Virtualization has gone mainstream. According to The Yankee Group’s 2006 Global Server Virtualization Survey of 750 businesses, 62 percent of respondents said they already had a virtualization solution in place or were in the process of migrating to one. Only 4 percent did not have plans to tap server virtualization.

Given the technology’s upside, it’s easy to see why. Server virtualization divides a physical server into multiple virtual machines, each of which can run its own isolated operating environment and applications. That means less hardware, reduced power and cooling costs, and extended datacenter life. The ability to provision a new server simply by loading a virtualized image onto existing hardware not only saves IT management budget, it makes the business more agile.

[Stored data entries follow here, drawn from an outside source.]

//! Shared types and constants for the blockfall workspace.
//!
//! Everything here is plain data with no dependencies, so the same vocabulary
//! is usable from the core engine, the session driver, the terminal renderer
//! and the input map.
//!
//! # Board Dimensions
//!
//! - **Width**: 10 columns (indexed 0-9)
//! - **Height**: 20 rows (indexed 0-19)
//!
//! # Timing Constants
//!
//! | Constant | Value | Description |
//! |----------|-------|-------------|
//! | `TICK_MS` | 16 | Default fixed timestep (~60 FPS) |
//! | `BASE_DROP_MS` | 1000 | Gravity interval at level 0 |
//! | `DROP_STEP_MS` | 50 | Interval shortened per level |
//! | `MIN_DROP_MS` | 50 | Gravity interval floor |
//!
//! # Examples
//!
//! ```
//! use blockfall_types::{GameAction, PieceKind, BOARD_HEIGHT, BOARD_WIDTH};
//!
//! let piece = PieceKind::T;
//! assert_eq!(PieceKind::from_str("t"), Some(piece));
//! assert_eq!(PieceKind::from_marker(piece.marker()), Some(piece));
//!
//! assert_eq!(GameAction::from_str("hardDrop"), Some(GameAction::HardDrop));
//!
//! assert_eq!(BOARD_WIDTH, 10);
//! assert_eq!(BOARD_HEIGHT, 20);
//! ```

/// Board width in cells (10 columns)
pub const BOARD_WIDTH: u8 = 10;

/// Board height in cells (20 rows)
pub const BOARD_HEIGHT: u8 = 20;

/// Default fixed timestep interval in milliseconds (16ms ≈ 60 FPS)
pub const TICK_MS: u32 = 16;

/// Gravity interval at level 0 (1000ms = 1 second per row)
pub const BASE_DROP_MS: u32 = 1000;

/// Milliseconds removed from the gravity interval per level
pub const DROP_STEP_MS: u32 = 50;

/// Gravity interval floor
pub const MIN_DROP_MS: u32 = 50;

/// Lines needed to advance one level
pub const LINES_PER_LEVEL: u32 = 10;

/// Number of upcoming pieces kept in the preview queue
pub const NEXT_QUEUE_LEN: usize = 4;

/// Line clear scoring table, indexed by lines cleared by one lock.
///
/// Points are multiplied by (level + 1).
pub const LINE_SCORES: [u32; 5] = [0, 100, 300, 500, 800];

/// Combo bonus per combo step
pub const COMBO_BASE: u32 = 50;

/// The seven tetromino piece kinds
///
/// - **I**: Cyan, horizontal bar
/// - **O**: Yellow, 2x2 square
/// - **T**: Purple, T-shaped
/// - **S**: Green, S-shaped
/// - **Z**: Red, Z-shaped (mirror of S)
/// - **J**: Blue, J-shaped
/// - **L**: Orange, L-shaped (mirror of J)
#[derive(Debug, Clone, Copy, PartialEq, Eq, Hash)]
pub enum PieceKind {
    I,
    O,
    T,
    S,
    Z,
    J,
    L,
}

impl PieceKind {
    /// All kinds in catalog order.
    pub const ALL: [PieceKind; 7] = [
        PieceKind::I,
        PieceKind::O,
        PieceKind::T,
        PieceKind::S,
        PieceKind::Z,
        PieceKind::J,
        PieceKind::L,
    ];

    /// Index of this kind in [`PieceKind::ALL`].
    pub const fn index(self) -> usize {
        match self {
            PieceKind::I => 0,
            PieceKind::O => 1,
            PieceKind::T => 2,
            PieceKind::S => 3,
            PieceKind::Z => 4,
            PieceKind::J => 5,
            PieceKind::L => 6,
        }
    }

    /// Nonzero board marker for this kind (1..=7).
    ///
    /// `0` is reserved for an empty cell in integer board views.
    pub const fn marker(self) -> u8 {
        self.index() as u8 + 1
    }

    /// Direct marker lookup; `0` and unknown markers map to `None`.
    pub const fn from_marker(marker: u8) -> Option<Self> {
        match marker {
            1 => Some(PieceKind::I),
            2 => Some(PieceKind::O),
            3 => Some(PieceKind::T),
            4 => Some(PieceKind::S),
            5 => Some(PieceKind::Z),
            6 => Some(PieceKind::J),
            7 => Some(PieceKind::L),
            _ => None,
        }
    }

    /// Parse piece kind from string (case-insensitive)
    ///
    /// # Examples
    ///
    /// ```
    /// use blockfall_types::PieceKind;
    ///
    /// assert_eq!(PieceKind::from_str("i"), Some(PieceKind::I));
    /// assert_eq!(PieceKind::from_str("O"), Some(PieceKind::O));
    /// assert_eq!(PieceKind::from_str("unknown"), None);
    /// ```
    #[allow(clippy::should_implement_trait)]
    pub fn from_str(s: &str) -> Option<Self> {
        match s.to_lowercase().as_str() {
            "i" => Some(PieceKind::I),
            "o" => Some(PieceKind::O),
            "t" => Some(PieceKind::T),
            "s" => Some(PieceKind::S),
            "z" => Some(PieceKind::Z),
            "j" => Some(PieceKind::J),
            "l" => Some(PieceKind::L),
            _ => None,
        }
    }

    /// Uppercase letter, as shown in previews.
    pub fn as_str(&self) -> &'static str {
        match self {
            PieceKind::I => "I",
            PieceKind::O => "O",
            PieceKind::T => "T",
            PieceKind::S => "S",
            PieceKind::Z => "Z",
            PieceKind::J => "J",
            PieceKind::L => "L",
        }
    }
}

/// Named player actions.
///
/// The engine only knows these names; mapping them from keys or any other
/// device is the job of the input layer.
#[derive(Debug, Clone, Copy, PartialEq, Eq, Hash)]
pub enum GameAction {
    /// Move piece one cell left
    MoveLeft,
    /// Move piece one cell right
    MoveRight,
    /// Step piece one cell down, locking it if blocked
    SoftDrop,
    /// Rotate piece 90° clockwise
    Rotate,
    /// Rotate piece 90° counter-clockwise
    RotateCcw,
    /// Drop piece to its landing row
    HardDrop,
    /// Swap the falling piece with the held one
    Hold,
    /// Pause or resume
    TogglePause,
    /// Start a fresh game
    Restart,
}

impl GameAction {
    pub const ALL: [GameAction; 9] = [
        GameAction::MoveLeft,
        GameAction::MoveRight,
        GameAction::SoftDrop,
        GameAction::Rotate,
        GameAction::RotateCcw,
        GameAction::HardDrop,
        GameAction::Hold,
        GameAction::TogglePause,
        GameAction::Restart,
    ];

    /// Parse action from its camelCase name (case-insensitive)
    ///
    /// # Examples
    ///
    /// ```
    /// use blockfall_types::GameAction;
    ///
    /// assert_eq!(GameAction::from_str("moveLeft"), Some(GameAction::MoveLeft));
    /// assert_eq!(GameAction::from_str("togglepause"), Some(GameAction::TogglePause));
    /// assert_eq!(GameAction::from_str("unknown"), None);
    /// ```
    #[allow(clippy::should_implement_trait)]
    pub fn from_str(s: &str) -> Option<Self> {
        match s.to_lowercase().as_str() {
            "moveleft" => Some(GameAction::MoveLeft),
            "moveright" => Some(GameAction::MoveRight),
            "softdrop" => Some(GameAction::SoftDrop),
            "rotate" => Some(GameAction::Rotate),
            "rotateccw" => Some(GameAction::RotateCcw),
            "harddrop" => Some(GameAction::HardDrop),
            "hold" => Some(GameAction::Hold),
            "togglepause" => Some(GameAction::TogglePause),
            "restart" => Some(GameAction::Restart),
            _ => None,
        }
    }

    /// camelCase name of the action
    pub fn as_str(&self) -> &'static str {
        match self {
            GameAction::MoveLeft => "moveLeft",
            GameAction::MoveRight => "moveRight",
            GameAction::SoftDrop => "softDrop",
            GameAction::Rotate => "rotate",
            GameAction::RotateCcw => "rotateCcw",
            GameAction::HardDrop => "hardDrop",
            GameAction::Hold => "hold",
            GameAction::TogglePause => "togglePause",
            GameAction::Restart => "restart",
        }
    }

    /// Whether the action moves or swaps the falling piece.
    ///
    /// These are ignored while paused or after game over.
    pub fn is_gameplay(&self) -> bool {
        !matches!(self, GameAction::TogglePause | GameAction::Restart)
    }
}

/// Lifecycle of a game.
#[derive(Debug, Clone, Copy, PartialEq, Eq, Hash, Default)]
pub enum GamePhase {
    #[default]
    Running,
    Paused,
    GameOver,
}

/// A cell on the game board
///
/// - `None`: Empty cell
/// - `Some(PieceKind)`: Cell filled by a locked piece of that kind
pub type Cell = Option<PieceKind>;

/// 24-bit RGB color.
#[derive(Debug, Clone, Copy, PartialEq, Eq, Hash, Default)]
pub struct Rgb {
    pub r: u8,
    pub g: u8,
    pub b: u8,
}

impl Rgb {
    pub const fn new(r: u8, g: u8, b: u8) -> Self {
        Self { r, g, b }
    }

    /// Scale each channel by `factor` (clamped to `0.0..=1.0`).
    pub fn dimmed(self, factor: f32) -> Self {
        let f = factor.clamp(0.0, 1.0);
        Self {
            r: (self.r as f32 * f) as u8,
            g: (self.g as f32 * f) as u8,
            b: (self.b as f32 * f) as u8,
        }
    }
}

Make no mistake; commodity server virtualization is a relatively young technology. The market offers multiple solutions but few standards. Consensus among customers is that it works as advertised and is not difficult to implement, but efficient management and migration remain ongoing challenges. Nor is virtualization appropriate for every application. Applications that hog I/O and memory resources, such as large database deployments and Microsoft Exchange, often are not good candidates for sharing server hardware with other applications, even in a virtual environment (see “Virtualized databases: An alternative solution”).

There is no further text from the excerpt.